[Data for the task — start]
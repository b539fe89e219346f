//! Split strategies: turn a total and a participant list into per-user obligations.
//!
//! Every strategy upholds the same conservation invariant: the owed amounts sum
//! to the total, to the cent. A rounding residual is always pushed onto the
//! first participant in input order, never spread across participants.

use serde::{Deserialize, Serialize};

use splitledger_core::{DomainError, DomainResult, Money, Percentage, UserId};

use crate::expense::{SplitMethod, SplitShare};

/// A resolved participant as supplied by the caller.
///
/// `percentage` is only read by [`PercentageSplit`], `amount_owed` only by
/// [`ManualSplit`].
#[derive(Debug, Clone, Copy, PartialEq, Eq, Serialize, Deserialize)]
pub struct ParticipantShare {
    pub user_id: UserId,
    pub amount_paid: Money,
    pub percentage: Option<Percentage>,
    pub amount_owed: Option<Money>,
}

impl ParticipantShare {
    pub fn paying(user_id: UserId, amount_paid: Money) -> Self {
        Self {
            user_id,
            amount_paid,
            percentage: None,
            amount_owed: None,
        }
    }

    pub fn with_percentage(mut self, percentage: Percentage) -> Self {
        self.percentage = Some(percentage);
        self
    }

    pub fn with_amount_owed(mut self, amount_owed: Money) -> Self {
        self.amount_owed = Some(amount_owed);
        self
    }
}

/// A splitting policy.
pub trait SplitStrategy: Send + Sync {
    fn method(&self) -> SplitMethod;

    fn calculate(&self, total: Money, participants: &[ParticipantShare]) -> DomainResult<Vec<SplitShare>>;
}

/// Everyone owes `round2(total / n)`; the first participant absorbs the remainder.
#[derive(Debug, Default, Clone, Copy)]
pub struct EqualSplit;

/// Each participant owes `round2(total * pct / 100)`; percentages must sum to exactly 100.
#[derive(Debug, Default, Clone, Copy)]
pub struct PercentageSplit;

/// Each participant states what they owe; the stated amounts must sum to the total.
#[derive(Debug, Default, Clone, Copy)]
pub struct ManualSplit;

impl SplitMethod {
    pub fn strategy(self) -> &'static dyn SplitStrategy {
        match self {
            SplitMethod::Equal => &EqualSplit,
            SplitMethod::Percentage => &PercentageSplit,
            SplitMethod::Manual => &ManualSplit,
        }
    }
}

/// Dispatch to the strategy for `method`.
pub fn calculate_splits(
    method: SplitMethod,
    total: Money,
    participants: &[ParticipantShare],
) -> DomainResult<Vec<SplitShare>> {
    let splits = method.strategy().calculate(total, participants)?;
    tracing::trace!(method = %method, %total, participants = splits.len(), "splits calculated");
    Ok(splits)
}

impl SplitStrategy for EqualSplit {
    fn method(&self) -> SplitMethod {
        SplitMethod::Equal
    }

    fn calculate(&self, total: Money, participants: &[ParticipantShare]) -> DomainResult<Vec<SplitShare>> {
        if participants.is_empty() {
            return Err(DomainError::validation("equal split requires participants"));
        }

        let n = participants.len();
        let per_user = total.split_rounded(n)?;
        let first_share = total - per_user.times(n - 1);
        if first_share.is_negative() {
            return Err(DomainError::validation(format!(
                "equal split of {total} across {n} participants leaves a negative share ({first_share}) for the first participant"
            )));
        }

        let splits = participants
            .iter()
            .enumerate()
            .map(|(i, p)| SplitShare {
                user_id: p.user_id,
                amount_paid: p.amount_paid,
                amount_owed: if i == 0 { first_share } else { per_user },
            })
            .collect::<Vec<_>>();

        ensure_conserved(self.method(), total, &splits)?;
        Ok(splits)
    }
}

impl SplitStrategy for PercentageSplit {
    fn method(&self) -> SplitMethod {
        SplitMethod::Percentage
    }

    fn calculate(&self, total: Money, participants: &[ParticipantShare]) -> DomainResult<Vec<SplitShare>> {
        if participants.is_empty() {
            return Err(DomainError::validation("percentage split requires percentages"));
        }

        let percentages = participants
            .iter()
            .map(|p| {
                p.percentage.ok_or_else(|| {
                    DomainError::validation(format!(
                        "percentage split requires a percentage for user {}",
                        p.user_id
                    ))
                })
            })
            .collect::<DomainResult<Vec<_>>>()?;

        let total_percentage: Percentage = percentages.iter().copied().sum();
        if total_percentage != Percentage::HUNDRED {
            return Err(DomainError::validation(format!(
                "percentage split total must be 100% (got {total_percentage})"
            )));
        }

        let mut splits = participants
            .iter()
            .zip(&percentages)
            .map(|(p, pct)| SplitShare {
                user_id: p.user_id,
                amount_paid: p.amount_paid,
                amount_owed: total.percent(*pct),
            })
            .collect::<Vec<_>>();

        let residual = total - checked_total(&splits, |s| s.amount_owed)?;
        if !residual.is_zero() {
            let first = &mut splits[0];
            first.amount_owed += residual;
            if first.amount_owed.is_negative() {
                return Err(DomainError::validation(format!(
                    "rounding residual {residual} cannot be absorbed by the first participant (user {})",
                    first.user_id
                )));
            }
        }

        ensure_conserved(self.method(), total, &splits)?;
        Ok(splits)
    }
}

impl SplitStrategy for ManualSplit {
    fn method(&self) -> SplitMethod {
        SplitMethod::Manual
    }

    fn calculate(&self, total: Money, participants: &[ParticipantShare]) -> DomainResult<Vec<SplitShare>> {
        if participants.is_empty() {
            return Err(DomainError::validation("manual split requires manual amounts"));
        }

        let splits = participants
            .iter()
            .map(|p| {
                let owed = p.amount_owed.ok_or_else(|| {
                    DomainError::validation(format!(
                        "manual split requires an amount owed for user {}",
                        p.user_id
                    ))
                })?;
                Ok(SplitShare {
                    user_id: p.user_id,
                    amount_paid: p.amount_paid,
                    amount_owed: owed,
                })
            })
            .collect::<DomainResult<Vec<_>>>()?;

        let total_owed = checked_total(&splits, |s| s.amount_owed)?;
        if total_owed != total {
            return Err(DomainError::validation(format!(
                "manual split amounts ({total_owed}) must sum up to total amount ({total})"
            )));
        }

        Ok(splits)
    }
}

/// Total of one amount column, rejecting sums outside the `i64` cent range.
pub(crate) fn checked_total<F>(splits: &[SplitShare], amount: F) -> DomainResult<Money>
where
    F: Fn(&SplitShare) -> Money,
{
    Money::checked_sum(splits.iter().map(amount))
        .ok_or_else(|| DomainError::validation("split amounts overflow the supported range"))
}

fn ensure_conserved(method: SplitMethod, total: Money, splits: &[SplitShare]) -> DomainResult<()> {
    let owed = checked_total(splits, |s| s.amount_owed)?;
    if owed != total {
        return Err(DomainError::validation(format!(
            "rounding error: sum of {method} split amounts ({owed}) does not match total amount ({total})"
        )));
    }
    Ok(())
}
[Data for the task — finish]
*Instructions for the task*
Every line in the data above has to be retyped exactly.

*Exercise response*
repository b539fe89e219346f
//! Split strategies: turn a total and a participant list into per-user obligations.
//!
//! Every strategy upholds the same conservation invariant: the owed amounts sum
//! to the total, to the cent. A rounding residual is always pushed onto the
//! first participant in input order, never spread across participants.

use serde::{Deserialize, Serialize};

use splitledger_core::{DomainError, DomainResult, Money, Percentage, UserId};

use crate::expense::{SplitMethod, SplitShare};

/// A resolved participant as supplied by the caller.
///
/// `percentage` is only read by [`PercentageSplit`], `amount_owed` only by
/// [`ManualSplit`].
#[derive(Debug, Clone, Copy, PartialEq, Eq, Serialize, Deserialize)]
pub struct ParticipantShare {
    pub user_id: UserId,
    pub amount_paid: Money,
    pub percentage: Option<Percentage>,
    pub amount_owed: Option<Money>,
}

impl ParticipantShare {
    pub fn paying(user_id: UserId, amount_paid: Money) -> Self {
        Self {
            user_id,
            amount_paid,
            percentage: None,
            amount_owed: None,
        }
    }

    pub fn with_percentage(mut self, percentage: Percentage) -> Self {
        self.percentage = Some(percentage);
        self
    }

    pub fn with_amount_owed(mut self, amount_owed: Money) -> Self {
        self.amount_owed = Some(amount_owed);
        self
    }
}

/// A splitting policy.
pub trait SplitStrategy: Send + Sync {
    fn method(&self) -> SplitMethod;

    fn calculate(&self, total: Money, participants: &[ParticipantShare]) -> DomainResult<Vec<SplitShare>>;
}

/// Everyone owes `round2(total / n)`; the first participant absorbs the remainder.
#[derive(Debug, Default, Clone, Copy)]
pub struct EqualSplit;

/// Each participant owes `round2(total * pct / 100)`; percentages must sum to exactly 100.
#[derive(Debug, Default, Clone, Copy)]
pub struct PercentageSplit;

/// Each participant states what they owe; the stated amounts must sum to the total.
#[derive(Debug, Default, Clone, Copy)]
pub struct ManualSplit;

impl SplitMethod {
    pub fn strategy(self) -> &'static dyn SplitStrategy {
        match self {
            SplitMethod::Equal => &EqualSplit,
            SplitMethod::Percentage => &PercentageSplit,
            SplitMethod::Manual => &ManualSplit,
        }
    }
}

/// Dispatch to the strategy for `method`.
pub fn calculate_splits(
    method: SplitMethod,
    total: Money,
    participants: &[ParticipantShare],
) -> DomainResult<Vec<SplitShare>> {
    let splits = method.strategy().calculate(total, participants)?;
    tracing::trace!(method = %method, %total, participants = splits.len(), "splits calculated");
    Ok(splits)
}

impl SplitStrategy for EqualSplit {
    fn method(&self) -> SplitMethod {
        SplitMethod::Equal
    }

    fn calculate(&self, total: Money, participants: &[ParticipantShare]) -> DomainResult<Vec<SplitShare>> {
        if participants.is_empty() {
            return Err(DomainError::validation("equal split requires participants"));
        }

        let n = participants.len();
        let per_user = total.split_rounded(n)?;
        let first_share = total - per_user.times(n - 1);
        if first_share.is_negative() {
            return Err(DomainError::validation(format!(
                "equal split of {total} across {n} participants leaves a negative share ({first_share}) for the first participant"
            )));
        }

        let splits = participants
            .iter()
            .enumerate()
            .map(|(i, p)| SplitShare {
                user_id: p.user_id,
                amount_paid: p.amount_paid,
                amount_owed: if i == 0 { first_share } else { per_user },
            })
            .collect::<Vec<_>>();

        ensure_conserved(self.method(), total, &splits)?;
        Ok(splits)
    }
}

impl SplitStrategy for PercentageSplit {
    fn method(&self) -> SplitMethod {
        SplitMethod::Percentage
    }

    fn calculate(&self, total: Money, participants: &[ParticipantShare]) -> DomainResult<Vec<SplitShare>> {
        if participants.is_empty() {
            return Err(DomainError::validation("percentage split requires percentages"));
        }

        let percentages = participants
            .iter()
            .map(|p| {
                p.percentage.ok_or_else(|| {
                    DomainError::validation(format!(
                        "percentage split requires a percentage for user {}",
                        p.user_id
                    ))
                })
            })
            .collect::<DomainResult<Vec<_>>>()?;

        let total_percentage: Percentage = percentages.iter().copied().sum();
        if total_percentage != Percentage::HUNDRED {
            return Err(DomainError::validation(format!(
                "percentage split total must be 100% (got {total_percentage})"
            )));
        }

        let mut splits = participants
            .iter()
            .zip(&percentages)
            .map(|(p, pct)| SplitShare {
                user_id: p.user_id,
                amount_paid: p.amount_paid,
                amount_owed: total.percent(*pct),
            })
            .collect::<Vec<_>>();

        let residual = total - checked_total(&splits, |s| s.amount_owed)?;
        if !residual.is_zero() {
            let first = &mut splits[0];
            first.amount_owed += residual;
            if first.amount_owed.is_negative() {
                return Err(DomainError::validation(format!(
                    "rounding residual {residual} cannot be absorbed by the first participant (user {})",
                    first.user_id
                )));
            }
        }

        ensure_conserved(self.method(), total, &splits)?;
        Ok(splits)
    }
}

impl SplitStrategy for ManualSplit {
    fn method(&self) -> SplitMethod {
        SplitMethod::Manual
    }

    fn calculate(&self, total: Money, participants: &[ParticipantShare]) -> DomainResult<Vec<SplitShare>> {
        if participants.is_empty() {
            return Err(DomainError::validation("manual split requires manual amounts"));
        }

        let splits = participants
            .iter()
            .map(|p| {
                let owed = p.amount_owed.ok_or_else(|| {
                    DomainError::validation(format!(
                        "manual split requires an amount owed for user {}",
                        p.user_id
                    ))
                })?;
                Ok(SplitShare {
                    user_id: p.user_id,
                    amount_paid: p.amount_paid,
                    amount_owed: owed,
                })
            })
            .collect::<DomainResult<Vec<_>>>()?;

        let total_owed = checked_total(&splits, |s| s.amount_owed)?;
        if total_owed != total {
            return Err(DomainError::validation(format!(
                "manual split amounts ({total_owed}) must sum up to total amount ({total})"
            )));
        }

        Ok(splits)
    }
}

/// Total of one amount column, rejecting sums outside the `i64` cent range.
pub(crate) fn checked_total<F>(splits: &[SplitShare], amount: F) -> DomainResult<Money>
where
    F: Fn(&SplitShare) -> Money,
{
    Money::checked_sum(splits.iter().map(amount))
        .ok_or_else(|| DomainError::validation("split amounts overflow the supported range"))
}

fn ensure_conserved(method: SplitMethod, total: Money, splits: &[SplitShare]) -> DomainResult<()> {
    let owed = checked_total(splits, |s| s.amount_owed)?;
    if owed != total {
        return Err(DomainError::validation(format!(
            "rounding error: sum of {method} split amounts ({owed}) does not match total amount ({total})"
        )));
    }
    Ok(())
}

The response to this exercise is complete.